Is this a good idea or am I just paranoid?

GeorgeHR · Nov 27, 2011

What is your data worth? The answer to that question is what determines if you are paranoid or not.

Some of my data is worthless and I have no backup for it.

Some of my data is very valuable and I have multiple copies of it. Including 2 replacement computers that I can slide into place in minutes.

drescherjm · Nov 27, 2011

GeorgeHR said:
What is your data worth? The answer to that question is what determines if you are paranoid or not.

Some of my data is worthless and I have no backup for it.

Some of my data is very valuable and I have multiple copies of it. Including 2 replacement computers that I can slide into place in minutes.

This is how I approach this at home. Most of my HTPC data gets no redundancy or backups since it can be recreated. However my important documents and source code gets backed up nightly alternating hard drives and gets mirrored off site (to work) and some projects go to the cloud as well.

At work all important data resides on raid6 arrays. The most important data gets mirrored nightly to a second or third raid6. On top of that everything gets backed up to a tape archive at least 2 times.

MrGuvernment · Nov 27, 2011

Well if it is that important you wouldn't be putting it all into one systems... what if the PSU goes out one day and take the raid controller and some drives with it? Are you using a proper server grade PSU or redundant one?

what if the OS takes a dump.....

Aesma · Nov 27, 2011

A stripe of 16 mirrors doesn't make much sense unless the only concern is performance with a little redundancy. And you would need a heck of a network to use that performance. If you lose 1 vdev, you're screwed.
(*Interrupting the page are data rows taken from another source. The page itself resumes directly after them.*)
//! # Receipt Layer Repository
//!
//! Receipt layers are the FIFO ledger. Rows are never deleted; `voided`
//! hides a layer from consumption and on-hand totals.
//!
//! ## Compare-And-Set
//! ```text
//! ┌─────────────────────────────────────────────────────────────────────────┐
//! │  plan made from:   L1 qty_remaining = 100                               │
//! │                                                                         │
//! │  UPDATE receipt_layers SET qty_remaining = 0                            │
//! │  WHERE id = L1 AND qty_remaining = 100 AND voided = 0                   │
//! │                                                                         │
//! │  1 row  ──► applied                                                     │
//! │  0 rows ──► someone else moved L1 first: WriteConflict, tx rolls back   │
//! └─────────────────────────────────────────────────────────────────────────┘
//! ```

use chrono::{DateTime, Utc};
use sqlx::{SqliteConnection, SqlitePool};
use tracing::debug;

use crate::error::{DbError, DbResult};
use cogs_core::fifo::consumption_order;
use cogs_core::{LayerSource, LayerUpdate, Money, ReceiptLayer};

#[derive(Debug, sqlx::FromRow)]
struct LayerRow {
    id: i64,
    sku: String,
    received_at: DateTime<Utc>,
    qty_received: i64,
    qty_remaining: i64,
    unit_cost: String,
    source_type: LayerSource,
    source_ref: Option<String>,
    voided: bool,
}

impl TryFrom<LayerRow> for ReceiptLayer {
    type Error = DbError;

    fn try_from(row: LayerRow) -> DbResult<Self> {
        Ok(ReceiptLayer {
            unit_cost: Money::parse("unit_cost", &row.unit_cost)?,
            id: row.id,
            sku: row.sku,
            received_at: row.received_at,
            qty_received: row.qty_received,
            qty_remaining: row.qty_remaining,
            source_type: row.source_type,
            source_ref: row.source_ref,
            voided: row.voided,
        })
    }
}

const SELECT_LAYER: &str = r#"
    SELECT id, sku, received_at, qty_received, qty_remaining,
           unit_cost, source_type, source_ref, voided
    FROM receipt_layers
"#;

fn into_layers(rows: Vec<LayerRow>) -> DbResult<Vec<ReceiptLayer>> {
    rows.into_iter().map(ReceiptLayer::try_from).collect()
}

/// A new layer as written by the receiving flow.
#[derive(Debug, Clone)]
pub struct NewLayer<'a> {
    pub sku: &'a str,
    pub received_at: DateTime<Utc>,
    pub qty: i64,
    pub unit_cost: Money,
    pub source_type: LayerSource,
    pub source_ref: Option<&'a str>,
}

/// Inserts a layer with `qty_remaining = qty_received`. Returns its id.
pub async fn insert(conn: &mut SqliteConnection, layer: &NewLayer<'_>) -> DbResult<i64> {
    let result = sqlx::query(
        r#"
        INSERT INTO receipt_layers (
            sku, received_at, qty_received, qty_remaining,
            unit_cost, source_type, source_ref, voided, created_at
        ) VALUES (?1, ?2, ?3, ?3, ?4, ?5, ?6, 0, ?7)
        "#,
    )
    .bind(layer.sku)
    .bind(layer.received_at)
    .bind(layer.qty)
    .bind(layer.unit_cost.to_string())
    .bind(layer.source_type)
    .bind(layer.source_ref)
    .bind(Utc::now())
    .execute(&mut *conn)
    .await?;

    let id = result.last_insert_rowid();
    debug!(layer_id = id, sku = %layer.sku, qty = layer.qty, "Inserted receipt layer");
    Ok(id)
}

/// Loads one layer.
pub async fn find(conn: &mut SqliteConnection, id: i64) -> DbResult<Option<ReceiptLayer>> {
    let row = sqlx::query_as::<_, LayerRow>(&format!("{SELECT_LAYER} WHERE id = ?1"))
        .bind(id)
        .fetch_optional(&mut *conn)
        .await?;

    row.map(ReceiptLayer::try_from).transpose()
}

/// Loads the layers with the given ids; missing ids are skipped.
pub async fn find_many(conn: &mut SqliteConnection, ids: &[i64]) -> DbResult<Vec<ReceiptLayer>> {
    let mut layers = Vec::with_capacity(ids.len());
    for id in ids {
        if let Some(layer) = find(conn, *id).await? {
            layers.push(layer);
        }
    }
    Ok(layers)
}

/// Layers FIFO may draw from, in consumption order.
pub async fn open_layers(conn: &mut SqliteConnection, sku: &str) -> DbResult<Vec<ReceiptLayer>> {
    let rows = sqlx::query_as::<_, LayerRow>(&format!(
        "{SELECT_LAYER} WHERE sku = ?1 AND voided = 0 AND qty_remaining > 0"
    ))
    .bind(sku)
    .fetch_all(&mut *conn)
    .await?;

    let layers = into_layers(rows)?;
    // Timestamps are TEXT; order on the parsed values.
    Ok(consumption_order(sku, &layers).into_iter().cloned().collect())
}

/// Every layer of `sku`, voided ones included, ordered by `(received_at, id)`.
pub async fn list_for_sku(conn: &mut SqliteConnection, sku: &str) -> DbResult<Vec<ReceiptLayer>> {
    let rows = sqlx::query_as::<_, LayerRow>(&format!("{SELECT_LAYER} WHERE sku = ?1"))
        .bind(sku)
        .fetch_all(&mut *conn)
        .await?;

    let mut layers = into_layers(rows)?;
    layers.sort_by(|a, b| a.received_at.cmp(&b.received_at).then(a.id.cmp(&b.id)));
    Ok(layers)
}

/// Applies one compare-and-set update of `qty_remaining`.
pub async fn apply_update(conn: &mut SqliteConnection, update: &LayerUpdate) -> DbResult<()> {
    let result = sqlx::query(
        r#"
        UPDATE receipt_layers
        SET qty_remaining = ?1
        WHERE id = ?2 AND qty_remaining = ?3 AND voided = 0
        "#,
    )
    .bind(update.new_remaining)
    .bind(update.layer_id)
    .bind(update.expected_remaining)
    .execute(&mut *conn)
    .await?;

    if result.rows_affected() == 0 {
        return Err(DbError::conflict(
            "ReceiptLayer",
            update.layer_id.to_string(),
            format!("qty_remaining is no longer {}", update.expected_remaining),
        ));
    }

    Ok(())
}

/// Marks an untouched layer voided. Returns whether a row was voided.
pub async fn void(conn: &mut SqliteConnection, id: i64) -> DbResult<bool> {
    let result = sqlx::query(
        r#"
        UPDATE receipt_layers
        SET voided = 1
        WHERE id = ?1 AND voided = 0 AND qty_remaining = qty_received
        "#,
    )
    .bind(id)
    .execute(&mut *conn)
    .await?;

    Ok(result.rows_affected() > 0)
}

/// Repository for receipt layer reads.
#[derive(Debug, Clone)]
pub struct LayerRepository {
    pool: SqlitePool,
}

impl LayerRepository {
    /// Creates a new LayerRepository.
    pub fn new(pool: SqlitePool) -> Self {
        LayerRepository { pool }
    }

    /// Gets a layer by id.
    pub async fn get(&self, id: i64) -> DbResult<Option<ReceiptLayer>> {
        let mut conn = self.pool.acquire().await?;
        find(&mut conn, id).await
    }

    /// Every layer of a SKU, voided ones included.
    pub async fn list_for_sku(&self, sku: &str) -> DbResult<Vec<ReceiptLayer>> {
        let mut conn = self.pool.acquire().await?;
        list_for_sku(&mut conn, sku).await
    }

    /// Layers FIFO would draw from next, oldest first.
    pub async fn open_layers(&self, sku: &str) -> DbResult<Vec<ReceiptLayer>> {
        let mut conn = self.pool.acquire().await?;
        open_layers(&mut conn, sku).await
    }

    /// Sum of `qty_remaining` over non-voided layers.
    pub async fn on_hand_qty(&self, sku: &str) -> DbResult<i64> {
        let qty: i64 = sqlx::query_scalar(
            r#"
            SELECT COALESCE(SUM(qty_remaining), 0)
            FROM receipt_layers
            WHERE sku = ?1 AND voided = 0
            "#,
        )
        .bind(sku)
        .fetch_one(&self.pool)
        .await?;

        Ok(qty)
    }
}

// =============================================================================
// Unit Tests
// =============================================================================

#[cfg(test)]
mod tests {
    use super::*;
    use crate::pool::{Database, DbConfig};
    use chrono::TimeZone;
    use cogs_core::Item;

    async fn setup() -> Database {
        let db = Database::new(DbConfig::in_memory()).await.unwrap();
        let mut conn = db.pool().acquire().await.unwrap();
        crate::repository::item::insert(
            &mut conn,
            &Item {
                sku: "MUG".to_string(),
                display_name: "Mug".to_string(),
                is_bundle: false,
                default_unit_cost: Money::ZERO,
                created_at: Utc::now(),
            },
        )
        .await
        .unwrap();
        drop(conn);
        db
    }

    fn new_layer(day: u32, qty: i64, cost: i64) -> NewLayer<'static> {
        NewLayer {
            sku: "MUG",
            received_at: Utc.with_ymd_and_hms(2026, 3, day, 9, 0, 0).unwrap(),
            qty,
            unit_cost: Money::from_major(cost),
            source_type: LayerSource::StockIn,
            source_ref: Some("PO-1"),
        }
    }

    #[tokio::test]
    async fn test_open_layers_in_fifo_order() {
        let db = setup().await;
        let mut conn = db.pool().acquire().await.unwrap();

        let late = insert(&mut conn, &new_layer(20, 5, 2)).await.unwrap();
        let early = insert(&mut conn, &new_layer(1, 5, 1)).await.unwrap();

        let open = open_layers(&mut conn, "MUG").await.unwrap();
        assert_eq!(open[0].id, early);
        assert_eq!(open[1].id, late);
        assert_eq!(open[0].qty_remaining, 5);
        assert_eq!(open[0].source_type, LayerSource::StockIn);
        assert_eq!(open[0].source_ref.as_deref(), Some("PO-1"));
    }

    #[tokio::test]
    async fn test_compare_and_set() {
        let db = setup().await;
        let mut conn = db.pool().acquire().await.unwrap();
        let id = insert(&mut conn, &new_layer(1, 10, 1)).await.unwrap();

        let update = LayerUpdate {
            layer_id: id,
            expected_remaining: 10,
            new_remaining: 4,
        };
        apply_update(&mut conn, &update).await.unwrap();

        // Same update again: the row no longer holds 10.
        let err = apply_update(&mut conn, &update).await.unwrap_err();
        assert!(matches!(err, DbError::WriteConflict { .. }));

        assert_eq!(find(&mut conn, id).await.unwrap().unwrap().qty_remaining, 4);
    }

    #[tokio::test]
    async fn test_check_constraint_blocks_overcredit() {
        let db = setup().await;
        let mut conn = db.pool().acquire().await.unwrap();
        let id = insert(&mut conn, &new_layer(1, 10, 1)).await.unwrap();

        let update = LayerUpdate {
            layer_id: id,
            expected_remaining: 10,
            new_remaining: 11,
        };
        let err = apply_update(&mut conn, &update).await.unwrap_err();
        assert!(matches!(err, DbError::CheckViolation { .. }));
    }

    #[tokio::test]
    async fn test_void_only_untouched_layers() {
        let db = setup().await;
        let mut conn = db.pool().acquire().await.unwrap();
        let untouched = insert(&mut conn, &new_layer(1, 10, 1)).await.unwrap();
        let touched = insert(&mut conn, &new_layer(2, 10, 1)).await.unwrap();
        apply_update(
            &mut conn,
            &LayerUpdate {
                layer_id: touched,
                expected_remaining: 10,
                new_remaining: 9,
            },
        )
        .await
        .unwrap();

        assert!(void(&mut conn, untouched).await.unwrap());
        assert!(!void(&mut conn, untouched).await.unwrap());
        assert!(!void(&mut conn, touched).await.unwrap());

        let open = open_layers(&mut conn, "MUG").await.unwrap();
        assert_eq!(open.len(), 1);
        drop(conn);

        assert_eq!(db.layers().on_hand_qty("MUG").await.unwrap(), 9);
        assert_eq!(db.layers().list_for_sku("MUG").await.unwrap().len(), 2);
    }
}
Anyway, RAID1/5/6, RAIDZ1/2/3, that's not backup.

MrGuvernment · Nov 27, 2011

No raid is backup, as we all know...right....

Beta4Me · Nov 28, 2011

Thanks for the replies.

I'll add a few more details as the discussion has gone a little off-course.

The plan is...
The drives are in a 45 drive chassis (JBOD) with dual expanders for both backplanes. Each pair of expanders are hooked up to a head (i.e. dual heads) which are set up as a primary and secondary VM in LockStep with VMware FT for immediate fail-over.

All the data will be backed up to another ZFS server full of big slow cheap drives.

All I'm looking to do is decide what arrangement to put the 33 drives in (will grow to 45 later). I definitely want at least 1 hot spare and redundancy for ANY 2 drives to fail; hence I'm pondering using 4 drive RAID-Z2 vdevs.

danswartz · Nov 28, 2011

8 4-drive raidz2 with 1 spare sounds fine. How much do you mind wasting disk space for redundancy? If not at all, consider 11 3-drive mirrors striped together. Gives you the same redundancy for each vdev, plus superior read performance.

GeorgeHR · Nov 28, 2011

Beta4Me said:
Thanks for the replies.

I'll add a few more details as the discussion has gone a little off-course.

The plan is...
The drives are in a 45 drive chassis (JBOD) with dual expanders for both backplanes. Each pair of expanders are hooked up to a head (i.e. dual heads) which are set up as a primary and secondary VM in LockStep with VMware FT for immediate fail-over.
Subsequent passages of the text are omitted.